If you wanted the phone IP to remain constant then routing that is no easier or harder than NAT.

They are two orthogonal problems. One you need to solve if you decide to use IPv4, the other you need to solve regardless of which IP protocol you choose. Which of the two problems is easier or harder to solve is not entirely clear to me. I do think the routing part sounds a bit easier. But it is clear that having to solve both problems is harder than having to solve just one of them.

The packets are still going to go into the provider's network at the same point, since the phone isn't moving as far as the rest of the world is concerned.

Where the packets enter the provider's network does indeed not depend on where inside the provider's network, the device is located. But networks have a concept called redundancy. There are multiple points through which the packets could enter the network. As soon as the packet is inside the provider's network, it is possible to do more fine grained routing than the outside world would have done. So at that point you could route the packet to the most efficient path to the device.

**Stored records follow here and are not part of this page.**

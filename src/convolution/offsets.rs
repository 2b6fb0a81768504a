//! convolution::offsets — signed kernel support ranges.
//!
//! Purpose
//! -------
//! Represent the set of time offsets `τ` over which a kernel has support and
//! translate signed offsets into 0-based storage positions. This replaces
//! arrays with a non-standard base index: every kernel-shaped array in the
//! crate is an [`OffsetRange`] paired with ordinary 0-based storage.
//!
//! Key behaviors
//! -------------
//! - [`OffsetRange::new`] validates an inclusive range `first..=last`.
//! - [`OffsetRange::causal`] builds the causal support `-(nt-1)..=0` from a
//!   kernel length.
//! - [`OffsetRange::position`] / [`OffsetRange::offset_at`] map between
//!   offsets and storage rows.
//! - [`OffsetRange::valid_times`] returns the response times `t` for which a
//!   set of shifted indices `t + τ` all stay inside a series of length `T`.
//!
//! Invariants & assumptions
//! ------------------------
//! - `first ≤ last`; the range is never empty.
//! - Negative `τ` reads past stimulus, positive `τ` reads future stimulus
//!   (acausal), `τ = 0` is instantaneous.
//!
//! Conventions
//! -----------
//! - Position of `τ` is `τ − first`, so storage row 0 always holds the most
//!   negative offset.
use crate::convolution::errors::{KernelError, KernelResult};
use std::ops::{Range, RangeInclusive};

/// OffsetRange — inclusive signed range of kernel offsets.
///
/// Fields
/// ------
/// - `first`: `isize`
///   Smallest offset in the support.
/// - `last`: `isize`
///   Largest offset in the support (`last ≥ first`).
#[derive(Debug, Clone, Copy, PartialEq, Eq, Hash)]
pub struct OffsetRange {
    first: isize,
    last: isize,
}

impl OffsetRange {
    /// Construct a validated offset range `first..=last`.
    ///
    /// Errors
    /// ------
    /// - `KernelError::EmptyOffsetRange` when `first > last`.
    ///
    /// Examples
    /// --------
    /// ```rust
    /// # use rust_convkernel::convolution::offsets::OffsetRange;
    /// let trange = OffsetRange::new(-2, 2).unwrap();
    /// assert_eq!(trange.len(), 5);
    /// assert_eq!(trange.position(0), Some(2));
    /// ```
    pub fn new(first: isize, last: isize) -> KernelResult<Self> {
        if first > last {
            return Err(KernelError::EmptyOffsetRange { first, last });
        }
        Ok(OffsetRange { first, last })
    }

    /// Causal support of length `nt`: offsets `-(nt-1)..=0`.
    ///
    /// Errors
    /// ------
    /// - `KernelError::ZeroKernelLength` when `nt == 0`.
    pub fn causal(nt: usize) -> KernelResult<Self> {
        if nt == 0 {
            return Err(KernelError::ZeroKernelLength);
        }
        Ok(OffsetRange { first: 1 - nt as isize, last: 0 })
    }

    pub fn first(&self) -> isize {
        self.first
    }

    pub fn last(&self) -> isize {
        self.last
    }

    /// Number of offsets in the support (`nt`).
    pub fn len(&self) -> usize {
        (self.last - self.first) as usize + 1
    }

    /// Always `false`; kept for symmetry with `len`.
    pub fn is_empty(&self) -> bool {
        false
    }

    pub fn contains(&self, tau: isize) -> bool {
        tau >= self.first && tau <= self.last
    }

    /// Storage row of offset `tau`, or `None` outside the support.
    pub fn position(&self, tau: isize) -> Option<usize> {
        if self.contains(tau) { Some((tau - self.first) as usize) } else { None }
    }

    /// Offset stored at row `pos`. Callers guarantee `pos < len()`.
    pub fn offset_at(&self, pos: usize) -> isize {
        self.first + pos as isize
    }

    /// Iterate offsets from `first` to `last`.
    pub fn iter(&self) -> RangeInclusive<isize> {
        self.first..=self.last
    }

    /// Response times whose shifted indices `t + τ` stay inside `[0, n_times)`
    /// for every offset in `taus`.
    ///
    /// Returns an empty range when no such time exists. This is the edge
    /// truncation rule shared by the predictor and the assembler: samples
    /// beyond the recording are unobserved, never zero.
    pub fn valid_times(taus: &[isize], n_times: usize) -> Range<usize> {
        let n = n_times as isize;
        let lo = taus.iter().map(|&tau| -tau).fold(0, isize::max);
        let hi = taus.iter().map(|&tau| n - tau).fold(n, isize::min);
        if hi <= lo { 0..0 } else { lo as usize..hi as usize }
    }
}

impl std::fmt::Display for OffsetRange {
    fn fmt(&self, f: &mut std::fmt::Formatter<'_>) -> std::fmt::Result {
        write!(f, "{}:{}", self.first, self.last)
    }
}
//! convolution::predict — forward convolution of stimuli with a kernel.
//!
//! Purpose
//! -------
//! Apply a (possibly acausal, multi-channel) kernel to a stimulus to produce
//! the predicted response
//!
//! ```text
//! r̂[t] = Σ_i Σ_{τ ∈ trange} S[t+τ, i] · k[τ, i],
//! ```
//!
//! used for simulation and for residuals in the standard-error layer.
//!
//! Invariants & assumptions
//! ------------------------
//! - Terms with `t+τ` outside `[0, T)` are omitted (edge truncation). Out of
//!   range stimulus is unobserved, not zero; this matches the time window the
//!   assembler sums over, so predictions and normal equations describe the
//!   same linear model.
//! - The kernel's channel count must equal the stimulus channel count.
//!
//! Performance
//! -----------
//! - O(T · nt · nstim); each (τ, i) term is applied as one strided
//!   `scaled_add` over its valid time window.
use crate::convolution::{
    errors::KernelResult,
    kernel::Kernel,
    offsets::OffsetRange,
    validation::{validate_channels, validate_stimulus},
};
use ndarray::{Array1, ArrayView2, s};

/// predict_response — convolve `stimulus` with `kernel`.
///
/// Parameters
/// ----------
/// - `stimulus`: `ArrayView2<f64>`
///   `T × nstim` stimulus, finite entries.
/// - `kernel`: `&Kernel`
///   Kernel with `nstim` channels over any offset range.
///
/// Returns
/// -------
/// `KernelResult<Array1<f64>>`
///   Length-`T` predicted response.
///
/// Errors
/// ------
/// - `KernelError::ChannelMismatch` when the kernel's channel count differs
///   from the stimulus'.
/// - Stimulus validation errors (`EmptyStimulus`, `NoChannels`,
///   `NonFiniteStimulus`).
///
/// Examples
/// --------
/// ```rust
/// # use ndarray::array;
/// # use rust_convkernel::convolution::{kernel::Kernel, offsets::OffsetRange};
/// # use rust_convkernel::convolution::predict::predict_response;
/// # use rust_convkernel::convolution::signals::as_single_channel;
/// let s = array![1.0, 0.0, 0.0, 0.0];
/// // r̂[t] = 0.5·S[t−1]: a one-sample delay.
/// let k = Kernel::new(OffsetRange::new(-1, -1).unwrap(), array![[0.5]]).unwrap();
/// let r = predict_response(as_single_channel(s.view()), &k).unwrap();
/// assert_eq!(r, array![0.0, 0.5, 0.0, 0.0]);
/// ```
pub fn predict_response(
    stimulus: ArrayView2<'_, f64>, kernel: &Kernel,
) -> KernelResult<Array1<f64>> {
    validate_stimulus(stimulus)?;
    validate_channels(stimulus.ncols(), kernel.nstim())?;

    let n_times = stimulus.nrows();
    let trange = kernel.trange();
    let values = kernel.values();
    let mut predicted = Array1::<f64>::zeros(n_times);

    for (pos, tau) in trange.iter().enumerate() {
        let window = OffsetRange::valid_times(&[tau], n_times);
        if window.is_empty() {
            continue;
        }
        let src = shifted(window.start, tau)..shifted(window.end, tau);
        for channel in 0..stimulus.ncols() {
            let coeff = values[(pos, channel)];
            if coeff == 0.0 {
                continue;
            }
            let column = stimulus.slice(s![src.clone(), channel]);
            predicted.slice_mut(s![window.clone()]).scaled_add(coeff, &column);
        }
    }
    Ok(predicted)
}

/// `t + τ` for a `t` already known to lie in the valid window of `τ`.
#[inline]
pub(crate) fn shifted(t: usize, tau: isize) -> usize {
    (t as isize + tau) as usize
}
//! convolution::epochs — splice discontiguous recordings into one series.
//!
//! Purpose
//! -------
//! Concatenate several recording epochs (each a stimulus/response pair) into
//! a single stimulus/response array and mark as unobserved every response
//! sample whose kernel window would reach across an epoch boundary.
//!
//! Key behaviors
//! -------------
//! - [`Epoch::new`] validates one stimulus/response pair.
//! - [`splice_epochs`] stacks epochs in order and sets `r[t] = NaN` for every
//!   local time `t` of an epoch where some `t + τ, τ ∈ trange` falls outside
//!   that epoch.
//!
//! Invariants & assumptions
//! ------------------------
//! - All epochs share the same channel count.
//! - Masking depends only on the kernel support, never on the data, so the
//!   spliced series can be fed to the assembler or the solver over the same
//!   `trange` without any edge contamination between epochs.
//! - Responses that were already NaN stay NaN.
//!
//! Downstream usage
//! ----------------
//! - Build [`Epoch`] values from views of each recording, call
//!   [`splice_epochs`] with the support you intend to fit, then pass
//!   `spliced.stimulus.view()` / `spliced.response.view()` to
//!   `regression::solve` or `inference::fit`.
use crate::convolution::{
    errors::{KernelError, KernelResult},
    offsets::OffsetRange,
    validation::validate_signals,
};
use ndarray::{Array1, Array2, ArrayView1, ArrayView2, s};

/// Epoch — one contiguous recording.
#[derive(Debug, Clone, Copy)]
pub struct Epoch<'a> {
    pub stimulus: ArrayView2<'a, f64>,
    pub response: ArrayView1<'a, f64>,
}

impl<'a> Epoch<'a> {
    /// Validate and wrap one stimulus/response pair.
    ///
    /// Errors
    /// ------
    /// - Any stimulus/response validation error (see
    ///   `convolution::validation::validate_signals`).
    pub fn new(
        stimulus: ArrayView2<'a, f64>, response: ArrayView1<'a, f64>,
    ) -> KernelResult<Self> {
        validate_signals(stimulus, response)?;
        Ok(Epoch { stimulus, response })
    }

    pub fn len(&self) -> usize {
        self.stimulus.nrows()
    }

    pub fn is_empty(&self) -> bool {
        self.stimulus.nrows() == 0
    }
}

/// SplicedSignals — concatenated epochs with boundary-contaminated samples
/// masked.
///
/// Fields
/// ------
/// - `stimulus`: `Array2<f64>`
///   Stacked stimuli, `Σ T_e × nstim`.
/// - `response`: `Array1<f64>`
///   Stacked responses with edge samples set to NaN.
/// - `epoch_starts`: `Vec<usize>`
///   Row at which each epoch begins in the spliced arrays.
/// - `n_masked`: `usize`
///   Number of samples this call newly marked as NaN.
#[derive(Debug, Clone, PartialEq)]
pub struct SplicedSignals {
    pub stimulus: Array2<f64>,
    pub response: Array1<f64>,
    pub epoch_starts: Vec<usize>,
    pub n_masked: usize,
}

/// splice_epochs — stack epochs and mask samples whose kernel window
/// crosses an epoch edge.
///
/// Errors
/// ------
/// - `KernelError::NoEpochs` for an empty slice.
/// - `KernelError::EpochChannelMismatch` when an epoch's channel count
///   differs from the first epoch's.
///
/// Examples
/// --------
/// ```rust
/// # use ndarray::{Array1, Array2};
/// # use rust_convkernel::convolution::epochs::{Epoch, splice_epochs};
/// # use rust_convkernel::convolution::offsets::OffsetRange;
/// let s = Array2::<f64>::ones((4, 1));
/// let r = Array1::<f64>::ones(4);
/// let epoch = Epoch::new(s.view(), r.view()).unwrap();
/// let spliced = splice_epochs(&[epoch, epoch], OffsetRange::causal(2).unwrap()).unwrap();
/// // The first sample of each epoch has no τ = -1 history.
/// assert!(spliced.response[0].is_nan() && spliced.response[4].is_nan());
/// assert_eq!(spliced.n_masked, 2);
/// ```
pub fn splice_epochs(epochs: &[Epoch<'_>], trange: OffsetRange) -> KernelResult<SplicedSignals> {
    let first = epochs.first().ok_or(KernelError::NoEpochs)?;
    let nstim = first.stimulus.ncols();
    for (epoch, e) in epochs.iter().enumerate() {
        if e.stimulus.ncols() != nstim {
            return Err(KernelError::EpochChannelMismatch {
                epoch,
                expected: nstim,
                found: e.stimulus.ncols(),
            });
        }
    }

    let total: usize = epochs.iter().map(Epoch::len).sum();
    let mut stimulus = Array2::<f64>::zeros((total, nstim));
    let mut response = Array1::<f64>::from_elem(total, f64::NAN);
    let mut epoch_starts = Vec::with_capacity(epochs.len());
    let mut n_masked = 0;
    let extremes = [trange.first(), trange.last()];

    let mut start = 0;
    for e in epochs {
        let len = e.len();
        epoch_starts.push(start);
        stimulus.slice_mut(s![start..start + len, ..]).assign(&e.stimulus);

        let usable = OffsetRange::valid_times(&extremes, len);
        for (t, &r) in e.response.iter().enumerate() {
            if usable.contains(&t) {
                response[start + t] = r;
            } else if !r.is_nan() {
                n_masked += 1;
            }
        }
        start += len;
    }

    log::debug!(
        "spliced {} epochs ({total} samples) over support {trange}; masked {n_masked} edge samples",
        epochs.len()
    );
    Ok(SplicedSignals { stimulus, response, epoch_starts, n_masked })
}
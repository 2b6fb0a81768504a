//! inference — uncertainty quantification for fitted kernels.
//!
//! Purpose
//! -------
//! Attach classical OLS uncertainty to kernels estimated by `regression`:
//! per-coefficient standard errors from the residual variance and the Gram
//! matrix, and a one-shot fit that adds t-statistics and Student-t
//! confidence bounds.
//!
//! Key behaviors
//! -------------
//! - [`kernel_standard_errors`] computes `σ · sqrt(diag(C⁻¹))` for any
//!   kernel/Gram pair.
//! - [`residual_summary`] exposes `RSS`, `N` and `L` separately.
//! - [`fit_kernel`] runs assemble → solve → standard errors and returns a
//!   [`KernelFit`].
//!
//! Invariants & assumptions
//! ------------------------
//! - Residual degrees of freedom are `N − L` with `L` the total coefficient
//!   count, pinned coefficients included.
//! - `N ≤ L` yields non-finite standard errors (logged at warn level), not
//!   an error; confidence bounds refuse to run in that case.
//!
//! Testing notes
//! -------------
//! - Unit tests use hand-computable cases (sample mean, orthogonal
//!   channels); coverage of the error bars under Gaussian noise is checked
//!   by repeated seeded trials in the integration tests.

pub mod fit;
pub mod standard_errors;

// ---- Re-exports (primary surface) -----------------------------------------

pub use self::fit::{KernelFit, fit_kernel};
pub use self::standard_errors::{ResidualSummary, kernel_standard_errors, residual_summary};

// ---- Optional convenience prelude for downstream crates ------------------

pub mod prelude {
    pub use super::fit::{KernelFit, fit_kernel};
    pub use super::standard_errors::kernel_standard_errors;
}
//! inference::standard_errors — classical OLS standard errors for kernel
//! coefficients.
//!
//! Purpose
//! -------
//! Estimate per-coefficient standard errors of a fitted kernel from the
//! residual variance and the Gram matrix of the normal equations:
//!
//! ```text
//! r̂     = predict(S, k)
//! RSS   = Σ_{t: r[t] observed} (r[t] − r̂[t])²
//! σ²    = RSS / (N − L)
//! SE(k) = σ · sqrt(diag(C⁻¹))
//! ```
//!
//! with `N` the number of observed samples and `L = nt · nstim`.
//!
//! Key behaviors
//! -------------
//! - [`kernel_standard_errors`] returns the standard errors laid out as a
//!   [`Kernel`] over the same support and channels as the fit.
//! - [`residual_summary`] exposes `RSS`, `N` and `L` on their own.
//!
//! Invariants & assumptions
//! ------------------------
//! - `C` must be `L × L` for the supplied kernel.
//! - `L` counts every coefficient, pinned ones included. For constrained
//!   fits this overstates the residual degrees of freedom.
//! - `N ≤ L` is not an error: the variance estimate, and with it every
//!   standard error, comes out non-finite. A warning is logged. For `N < L`
//!   the Gram matrix is necessarily singular; the result is then all NaN.
//! - With `N > L`, `C` must be invertible. Unlike the solver, no truncation
//!   is applied here; an exactly singular `C` is reported as `SingularGram`.
//!
//! Conventions
//! -----------
//! - Only the diagonal of the coefficient covariance is reported.
//! - `ndarray` ↔ `nalgebra` conversion reuses `regression::pinv::to_dmatrix`.
use crate::{
    convolution::{
        errors::{KernelError, KernelResult},
        kernel::Kernel,
        predict::predict_response,
        signals::count_observed,
        validation::validate_signals,
    },
    regression::pinv::to_dmatrix,
};
use ndarray::{Array1, ArrayView1, ArrayView2, Zip};

/// ResidualSummary — residual sum of squares and sample counts of a fit.
#[derive(Debug, Clone, Copy, PartialEq)]
pub struct ResidualSummary {
    pub rss: f64,
    pub n_observed: usize,
    pub n_coefficients: usize,
}

impl ResidualSummary {
    /// `RSS / (N − L)`; non-finite or negative when `N ≤ L`.
    pub fn variance(&self) -> f64 {
        self.rss / (self.n_observed as f64 - self.n_coefficients as f64)
    }
}

/// residual_summary — RSS of `kernel` on `(stimulus, response)` over the
/// observed samples.
///
/// Errors
/// ------
/// - Signal validation errors and `KernelError::ChannelMismatch` from the
///   predictor.
pub fn residual_summary(
    stimulus: ArrayView2<'_, f64>, response: ArrayView1<'_, f64>, kernel: &Kernel,
) -> KernelResult<ResidualSummary> {
    validate_signals(stimulus, response)?;
    let predicted = predict_response(stimulus, kernel)?;
    let rss = Zip::from(&response).and(&predicted).fold(0.0, |acc, &r, &p| {
        if r.is_nan() { acc } else { acc + (r - p) * (r - p) }
    });
    Ok(ResidualSummary { rss, n_observed: count_observed(response), n_coefficients: kernel.len() })
}

/// kernel_standard_errors — `σ · sqrt(diag(C⁻¹))` laid out as a kernel.
///
/// Parameters
/// ----------
/// - `stimulus`: `ArrayView2<f64>`
///   `T × nstim` stimulus the kernel was fitted on.
/// - `response`: `ArrayView1<f64>`
///   Length-`T` response; NaN samples are excluded from `RSS` and `N`.
/// - `kernel`: `&Kernel`
///   Fitted kernel.
/// - `gram`: `ArrayView2<f64>`
///   `L × L` Gram matrix the kernel was solved from.
///
/// Returns
/// -------
/// `KernelResult<Kernel>`
///   Standard errors with the kernel's support and channel layout.
///
/// Errors
/// ------
/// - `KernelError::GramDimMismatch` when `gram` is not `L × L`.
/// - `KernelError::SingularGram` when `gram` cannot be inverted and
///   `N > L`. With `N ≤ L` a singular `gram` yields all-NaN errors instead.
/// - Signal validation and channel errors as in [`residual_summary`].
///
/// Examples
/// --------
/// ```rust
/// # use ndarray::array;
/// # use rust_convkernel::convolution::{kernel::Kernel, offsets::OffsetRange};
/// # use rust_convkernel::inference::standard_errors::kernel_standard_errors;
/// // Sample mean as a one-coefficient kernel: SE = sqrt(σ² / N).
/// let s = array![[1.0], [1.0], [1.0], [1.0]];
/// let r = array![1.0, 3.0, 1.0, 3.0];
/// let k = Kernel::new(OffsetRange::new(0, 0).unwrap(), array![[2.0]]).unwrap();
/// let se = kernel_standard_errors(s.view(), r.view(), &k, array![[4.0]].view()).unwrap();
/// assert!((se.get(0, 0).unwrap() - (1.0f64 / 3.0).sqrt()).abs() < 1e-12);
/// ```
pub fn kernel_standard_errors(
    stimulus: ArrayView2<'_, f64>, response: ArrayView1<'_, f64>, kernel: &Kernel,
    gram: ArrayView2<'_, f64>,
) -> KernelResult<Kernel> {
    standard_errors_with_summary(stimulus, response, kernel, gram).map(|(se, _)| se)
}

/// Standard errors together with the residual summary they were built from.
pub(crate) fn standard_errors_with_summary(
    stimulus: ArrayView2<'_, f64>, response: ArrayView1<'_, f64>, kernel: &Kernel,
    gram: ArrayView2<'_, f64>,
) -> KernelResult<(Kernel, ResidualSummary)> {
    let l = kernel.len();
    if gram.dim() != (l, l) {
        return Err(KernelError::GramDimMismatch { expected: l, found: gram.dim() });
    }

    let summary = residual_summary(stimulus, response, kernel)?;
    if summary.n_observed <= l {
        log::warn!(
            "standard errors undefined: {} observed samples for {l} coefficients",
            summary.n_observed
        );
    }

    let inverse_diag = match inverse_diagonal(gram) {
        Ok(diag) => diag,
        Err(KernelError::SingularGram { .. }) if summary.n_observed <= l => {
            Array1::from_elem(l, f64::NAN)
        }
        Err(e) => return Err(e),
    };
    let sigma = summary.variance().sqrt();
    let se = inverse_diag.mapv(|v| sigma * v.sqrt());
    let se = Kernel::from_flat(kernel.trange(), kernel.nstim(), se.view())?;
    Ok((se, summary))
}

// ---- Helper methods ----

/// Diagonal of `C⁻¹` via a full `nalgebra` inverse.
fn inverse_diagonal(gram: ArrayView2<'_, f64>) -> KernelResult<Array1<f64>> {
    let dim = gram.nrows();
    let inverse = to_dmatrix(gram).try_inverse().ok_or(KernelError::SingularGram { dim })?;
    Ok(Array1::from_iter(inverse.diagonal().iter().copied()))
}

#[cfg(test)]
mod tests {
    use super::*;
    use crate::{convolution::offsets::OffsetRange, regression::gram::compute_normal_equations};
    use approx::assert_abs_diff_eq;
    use ndarray::{Array2, array};

    // -------------------------------------------------------------------------
    // Scope
    // -----
    // These tests cover:
    // - Hand-computable standard errors (sample mean, independent
    //   regressors) including NaN-masked samples.
    // - Non-finite output when N ≤ L.
    // - Gram dimension and singularity errors.
    //
    // They intentionally DO NOT cover:
    // - Coverage of the error bars under noise; see the integration tests.
    // -------------------------------------------------------------------------

    #[test]
    // Purpose
    // -------
    // Verify the sample-mean case and that NaN samples are excluded from
    // both RSS and N.
    //
    // Given
    // -----
    // - S = ones(5), r = [1, 3, 1, 3, NaN], k = [2], C = [[4]].
    //
    // Expect
    // ------
    // - RSS = 4, N = 4, σ² = 4/3, SE = sqrt(4/3 · 1/4) = sqrt(1/3).
    fn kernel_standard_errors_matches_sample_mean_formula_with_masked_sample() {
        // Arrange
        let s = Array2::<f64>::ones((5, 1));
        let r = array![1.0, 3.0, 1.0, 3.0, f64::NAN];
        let k = Kernel::new(OffsetRange::new(0, 0).unwrap(), array![[2.0]]).unwrap();

        // Act
        let summary = residual_summary(s.view(), r.view(), &k).unwrap();
        let se = kernel_standard_errors(s.view(), r.view(), &k, array![[4.0]].view()).unwrap();

        // Assert
        assert_abs_diff_eq!(summary.rss, 4.0, epsilon = 1e-12);
        assert_eq!(summary.n_observed, 4);
        assert_eq!(summary.n_coefficients, 1);
        assert_abs_diff_eq!(summary.variance(), 4.0 / 3.0, epsilon = 1e-12);
        assert_abs_diff_eq!(se.get(0, 0).unwrap(), (1.0f64 / 3.0).sqrt(), epsilon = 1e-12);
    }

    #[test]
    // Purpose
    // -------
    // Check the layout of the returned standard errors for a diagonal
    // two-channel Gram matrix.
    //
    // Given
    // -----
    // - Two orthogonal channels, k = 0 so RSS = Σ r², C = diag(2, 8).
    //
    // Expect
    // ------
    // - SE[ch] = σ / sqrt(C[ch, ch]) in the kernel's channel order.
    fn kernel_standard_errors_follow_gram_diagonal_per_channel() {
        // Arrange
        let s = array![[1.0, 0.0], [1.0, 0.0], [0.0, 2.0], [0.0, 2.0]];
        let r = array![1.0, -1.0, 1.0, -1.0];
        let k = Kernel::zeros(OffsetRange::new(0, 0).unwrap(), 2).unwrap();
        let gram = s.t().dot(&s);

        // Act
        let se = kernel_standard_errors(s.view(), r.view(), &k, gram.view()).unwrap();

        // Assert
        let sigma = (4.0f64 / 2.0).sqrt();
        assert_abs_diff_eq!(se.get(0, 0).unwrap(), sigma / 2.0f64.sqrt(), epsilon = 1e-12);
        assert_abs_diff_eq!(se.get(0, 1).unwrap(), sigma / 8.0f64.sqrt(), epsilon = 1e-12);
    }

    #[test]
    // Purpose
    // -------
    // Ensure N ≤ L produces non-finite standard errors instead of an error.
    //
    // Given
    // -----
    // - One observed sample, one coefficient, perfect fit (RSS = 0).
    //
    // Expect
    // ------
    // - `Ok` with a non-finite standard error.
    fn kernel_standard_errors_are_non_finite_without_residual_dof() {
        let s = array![[1.0]];
        let r = array![2.0];
        let k = Kernel::new(OffsetRange::new(0, 0).unwrap(), array![[2.0]]).unwrap();
        let se = kernel_standard_errors(s.view(), r.view(), &k, array![[1.0]].view()).unwrap();
        assert!(!se.get(0, 0).unwrap().is_finite());
    }

    #[test]
    // Purpose
    // -------
    // Ensure fewer observations than coefficients yields non-finite
    // standard errors even though the assembled Gram matrix is singular.
    //
    // Given
    // -----
    // - 4×1 stimulus, r = [1, NaN, 2, NaN] (N = 2), causal support of
    //   length 3 (L = 3), C assembled from the data.
    //
    // Expect
    // ------
    // - `Ok` with every standard error non-finite.
    fn kernel_standard_errors_are_non_finite_with_fewer_samples_than_coefficients() {
        // Arrange
        let s = array![[1.0], [2.0], [-1.0], [0.5]];
        let r = array![1.0, f64::NAN, 2.0, f64::NAN];
        let trange = OffsetRange::causal(3).unwrap();
        let ne = compute_normal_equations(s.view(), r.view(), trange).unwrap();
        let k = Kernel::new(trange, array![[0.1], [0.2], [0.3]]).unwrap();

        // Act
        let se = kernel_standard_errors(s.view(), r.view(), &k, ne.gram.view()).unwrap();

        // Assert
        assert_eq!(se.len(), 3);
        assert!(se.values().iter().all(|v| !v.is_finite()));
    }

    #[test]
    fn kernel_standard_errors_rejects_wrong_gram_size() {
        let s = Array2::<f64>::ones((6, 1));
        let r = Array1::<f64>::ones(6);
        let k = Kernel::zeros(OffsetRange::causal(2).unwrap(), 1).unwrap();
        assert_eq!(
            kernel_standard_errors(s.view(), r.view(), &k, Array2::<f64>::eye(3).view()),
            Err(KernelError::GramDimMismatch { expected: 2, found: (3, 3) })
        );
    }

    #[test]
    // Purpose
    // -------
    // Ensure an exactly singular Gram matrix is reported rather than
    // producing infinities when there are residual degrees of freedom.
    //
    // Given
    // -----
    // - C = [[1, 1], [1, 1]] for a two-coefficient kernel, N = 6.
    //
    // Expect
    // ------
    // - `SingularGram { dim: 2 }`.
    fn kernel_standard_errors_reports_singular_gram() {
        let s = Array2::<f64>::ones((6, 1));
        let r = Array1::<f64>::ones(6);
        let k = Kernel::zeros(OffsetRange::causal(2).unwrap(), 1).unwrap();
        assert_eq!(
            kernel_standard_errors(s.view(), r.view(), &k, array![[1.0, 1.0], [1.0, 1.0]].view()),
            Err(KernelError::SingularGram { dim: 2 })
        );
    }
}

If NAT is involved, it gets more complicated. You don't want the NAT to become a single point of failure, so you have to have multiple geographically distributed NAT devices. Consistent replication of connection tracking information between geographically distributed NAT devices is impractical. So you'd need all packets for a connection to go through the same NAT. But routing only considers the IP address of one endpoint, not both, so routing based on connection is not going to be trivial either. You can cut back a bit on the consistency requirement for the replication and then actually replicate connection tracking information. But no matter how you do it, the NAT is going to impose a lot of complexity as soon as you require that it cannot be a single point of failure.

Comment Re:Probably the home router... (Score 2) 574

It is most likely to happen if you change ISP, or your ISP is taken over by another company that already serves your area.

Agreed. And for those reasons you should avoid being dependent on the assignment from the ISP being static forever.

There was an attempt at building some renumbering logic into the DNS records (with the A6 records). But A6 records were eventually dropped with the reasoning that AAAA records were simpler and using proven methodology (due to their similarity to A records), and that the renumbering logic could be done in tools for generating zone files without needing complicated standards to be applied at lookup time, and finally that looking up an AAAA record required fewer roundtrips than looking up A6 records.

The tools that should have emerged to help in renumbering AAAA records haven't shown up at any of the DNS providers I have been working with, but the lack of such tools have certainly not given me any reason to prefer IPv4 over IPv6.

So all in all, it is a solved problem. One just need to pick the preferred solution among those that exist.

Comment Re:ISPs taking IPs back from customers (Score 1) 574

Given a choice between an artificial scarcity of IP addresses that allows them to change extra, and an investment in a solution that will eventually make the scarcity go away, it's fairly obvious which the ISPs are going to choose.

I'd say it ought to be easier to get customers to move among the ISPs rather than making them pay more for the same service.

In other words, if you are trying to make your existing customers pay more for the same service, they are more likely to switch to another ISP. If OTOH you are giving customers more for the same price, you are more likely to attract customers from another ISP.

As long as enough IP addresses are effectively free for the ISP (which they are with IPv6), there should be little reason for ISPs not to give customers enough IP addresses, assuming there is real competition between ISPs.